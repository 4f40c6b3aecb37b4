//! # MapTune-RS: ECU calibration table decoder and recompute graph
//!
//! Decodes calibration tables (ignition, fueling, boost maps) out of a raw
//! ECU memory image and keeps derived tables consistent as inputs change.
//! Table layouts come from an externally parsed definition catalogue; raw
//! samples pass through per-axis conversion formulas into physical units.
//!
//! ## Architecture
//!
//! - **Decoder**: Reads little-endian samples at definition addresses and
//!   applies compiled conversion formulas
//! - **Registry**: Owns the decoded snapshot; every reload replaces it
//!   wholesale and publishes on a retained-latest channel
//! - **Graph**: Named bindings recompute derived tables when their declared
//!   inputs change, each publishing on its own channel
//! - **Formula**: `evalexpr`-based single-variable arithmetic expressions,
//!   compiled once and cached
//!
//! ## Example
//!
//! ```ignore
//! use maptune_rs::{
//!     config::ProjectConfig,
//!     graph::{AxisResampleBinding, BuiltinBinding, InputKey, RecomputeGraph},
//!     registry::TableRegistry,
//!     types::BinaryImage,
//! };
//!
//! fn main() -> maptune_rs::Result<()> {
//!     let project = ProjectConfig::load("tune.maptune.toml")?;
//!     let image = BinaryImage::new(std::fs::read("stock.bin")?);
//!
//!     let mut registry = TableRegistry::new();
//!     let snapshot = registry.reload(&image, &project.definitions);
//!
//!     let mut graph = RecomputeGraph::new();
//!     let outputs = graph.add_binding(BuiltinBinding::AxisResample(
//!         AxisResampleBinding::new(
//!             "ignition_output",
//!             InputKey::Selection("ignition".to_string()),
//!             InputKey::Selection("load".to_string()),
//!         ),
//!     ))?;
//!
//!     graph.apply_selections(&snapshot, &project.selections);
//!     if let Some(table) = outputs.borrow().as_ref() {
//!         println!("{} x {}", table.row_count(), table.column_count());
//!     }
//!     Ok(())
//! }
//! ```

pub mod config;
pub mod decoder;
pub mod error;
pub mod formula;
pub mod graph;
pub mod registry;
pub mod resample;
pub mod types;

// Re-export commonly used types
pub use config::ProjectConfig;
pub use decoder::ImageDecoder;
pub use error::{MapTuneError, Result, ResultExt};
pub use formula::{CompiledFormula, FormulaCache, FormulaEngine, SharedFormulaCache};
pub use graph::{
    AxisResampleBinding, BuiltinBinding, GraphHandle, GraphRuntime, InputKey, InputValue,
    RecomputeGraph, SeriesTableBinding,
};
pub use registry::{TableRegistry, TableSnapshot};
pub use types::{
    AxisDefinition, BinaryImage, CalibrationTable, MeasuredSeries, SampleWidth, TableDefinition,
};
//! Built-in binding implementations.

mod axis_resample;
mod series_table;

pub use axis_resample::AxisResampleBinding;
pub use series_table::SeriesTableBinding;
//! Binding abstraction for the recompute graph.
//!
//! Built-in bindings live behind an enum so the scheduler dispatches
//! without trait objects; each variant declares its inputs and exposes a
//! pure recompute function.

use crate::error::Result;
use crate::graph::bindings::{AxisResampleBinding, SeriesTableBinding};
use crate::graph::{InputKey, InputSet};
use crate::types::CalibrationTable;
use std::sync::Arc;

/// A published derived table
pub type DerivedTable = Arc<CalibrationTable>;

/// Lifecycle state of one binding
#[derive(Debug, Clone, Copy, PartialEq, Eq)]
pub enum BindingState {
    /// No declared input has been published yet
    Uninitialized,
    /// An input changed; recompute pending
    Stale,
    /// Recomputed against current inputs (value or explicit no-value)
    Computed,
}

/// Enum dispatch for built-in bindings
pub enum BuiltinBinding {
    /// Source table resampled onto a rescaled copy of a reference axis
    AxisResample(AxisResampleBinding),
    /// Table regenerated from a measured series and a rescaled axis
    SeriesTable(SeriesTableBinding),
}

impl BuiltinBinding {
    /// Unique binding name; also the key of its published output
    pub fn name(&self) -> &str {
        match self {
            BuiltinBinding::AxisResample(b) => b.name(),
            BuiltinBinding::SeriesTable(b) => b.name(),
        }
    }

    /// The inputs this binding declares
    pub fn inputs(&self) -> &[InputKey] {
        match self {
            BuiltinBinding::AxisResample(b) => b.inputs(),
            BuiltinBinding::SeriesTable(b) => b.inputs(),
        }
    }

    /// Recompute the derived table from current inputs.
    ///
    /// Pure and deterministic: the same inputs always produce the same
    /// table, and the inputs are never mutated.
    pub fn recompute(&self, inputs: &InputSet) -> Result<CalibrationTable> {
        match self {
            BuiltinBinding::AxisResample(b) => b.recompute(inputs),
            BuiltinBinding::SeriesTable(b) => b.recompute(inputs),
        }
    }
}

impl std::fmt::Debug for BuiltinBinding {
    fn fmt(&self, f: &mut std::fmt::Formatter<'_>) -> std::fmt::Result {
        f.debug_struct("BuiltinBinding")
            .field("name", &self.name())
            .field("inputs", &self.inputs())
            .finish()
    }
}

---

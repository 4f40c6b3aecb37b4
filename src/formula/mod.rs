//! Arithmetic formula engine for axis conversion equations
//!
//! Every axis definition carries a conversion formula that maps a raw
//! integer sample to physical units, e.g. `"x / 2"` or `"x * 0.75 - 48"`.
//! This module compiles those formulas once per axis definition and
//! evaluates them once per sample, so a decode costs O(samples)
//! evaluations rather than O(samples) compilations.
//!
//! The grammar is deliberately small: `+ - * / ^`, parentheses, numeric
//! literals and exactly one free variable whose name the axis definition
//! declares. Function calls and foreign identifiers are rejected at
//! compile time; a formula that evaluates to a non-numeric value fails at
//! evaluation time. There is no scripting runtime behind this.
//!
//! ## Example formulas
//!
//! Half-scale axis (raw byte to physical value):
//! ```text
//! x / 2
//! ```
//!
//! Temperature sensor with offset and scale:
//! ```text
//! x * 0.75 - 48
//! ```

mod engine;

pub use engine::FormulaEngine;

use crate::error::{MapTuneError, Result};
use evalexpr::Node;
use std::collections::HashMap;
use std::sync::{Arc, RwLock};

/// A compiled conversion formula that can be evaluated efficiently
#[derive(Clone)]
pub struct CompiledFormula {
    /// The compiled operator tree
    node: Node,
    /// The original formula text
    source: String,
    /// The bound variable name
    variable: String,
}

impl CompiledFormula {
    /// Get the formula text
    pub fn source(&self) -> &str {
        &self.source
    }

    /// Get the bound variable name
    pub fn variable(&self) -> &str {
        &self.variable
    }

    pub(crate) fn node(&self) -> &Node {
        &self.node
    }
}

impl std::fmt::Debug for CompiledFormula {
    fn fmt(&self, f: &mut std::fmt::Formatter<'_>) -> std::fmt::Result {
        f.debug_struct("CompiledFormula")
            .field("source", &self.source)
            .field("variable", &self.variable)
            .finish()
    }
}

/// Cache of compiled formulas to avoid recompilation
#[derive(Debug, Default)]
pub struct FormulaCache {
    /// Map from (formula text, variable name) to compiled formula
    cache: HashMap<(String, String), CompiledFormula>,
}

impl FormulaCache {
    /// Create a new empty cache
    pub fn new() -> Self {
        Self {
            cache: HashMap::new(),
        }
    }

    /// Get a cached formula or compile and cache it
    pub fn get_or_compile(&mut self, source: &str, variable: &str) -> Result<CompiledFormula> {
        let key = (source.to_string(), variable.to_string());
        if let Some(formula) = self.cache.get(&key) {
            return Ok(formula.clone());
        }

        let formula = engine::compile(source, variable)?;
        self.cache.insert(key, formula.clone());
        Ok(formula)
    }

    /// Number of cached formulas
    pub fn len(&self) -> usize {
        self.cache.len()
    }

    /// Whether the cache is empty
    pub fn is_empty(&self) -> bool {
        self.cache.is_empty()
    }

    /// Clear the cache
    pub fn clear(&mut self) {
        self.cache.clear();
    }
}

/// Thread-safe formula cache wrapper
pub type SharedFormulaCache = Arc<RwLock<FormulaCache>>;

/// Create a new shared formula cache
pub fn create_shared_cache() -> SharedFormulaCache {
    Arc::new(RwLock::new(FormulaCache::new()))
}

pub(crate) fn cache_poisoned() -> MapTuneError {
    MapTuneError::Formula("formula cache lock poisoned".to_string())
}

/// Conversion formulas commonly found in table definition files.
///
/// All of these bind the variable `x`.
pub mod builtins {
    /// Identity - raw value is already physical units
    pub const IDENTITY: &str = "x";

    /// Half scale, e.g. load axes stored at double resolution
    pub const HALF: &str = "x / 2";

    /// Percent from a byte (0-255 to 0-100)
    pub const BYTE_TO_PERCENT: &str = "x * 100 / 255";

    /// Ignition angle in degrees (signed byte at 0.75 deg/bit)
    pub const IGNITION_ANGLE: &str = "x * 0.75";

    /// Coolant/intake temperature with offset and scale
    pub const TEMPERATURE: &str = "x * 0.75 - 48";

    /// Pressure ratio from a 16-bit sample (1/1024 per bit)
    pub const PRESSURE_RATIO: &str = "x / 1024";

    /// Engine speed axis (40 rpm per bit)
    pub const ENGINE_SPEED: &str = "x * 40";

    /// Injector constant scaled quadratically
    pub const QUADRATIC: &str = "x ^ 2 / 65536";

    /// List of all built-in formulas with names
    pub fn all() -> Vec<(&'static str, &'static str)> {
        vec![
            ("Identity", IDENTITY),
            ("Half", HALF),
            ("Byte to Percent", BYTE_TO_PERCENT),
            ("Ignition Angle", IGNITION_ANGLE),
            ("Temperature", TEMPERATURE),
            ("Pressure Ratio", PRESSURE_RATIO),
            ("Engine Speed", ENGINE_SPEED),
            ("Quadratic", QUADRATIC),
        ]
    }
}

→ **Assignment**: Across the material, report every line that has the word "channel".

→ **Expected answer**:
//!   wholesale and publishes on a retained-latest channel
//!   inputs change, each publishing on its own channel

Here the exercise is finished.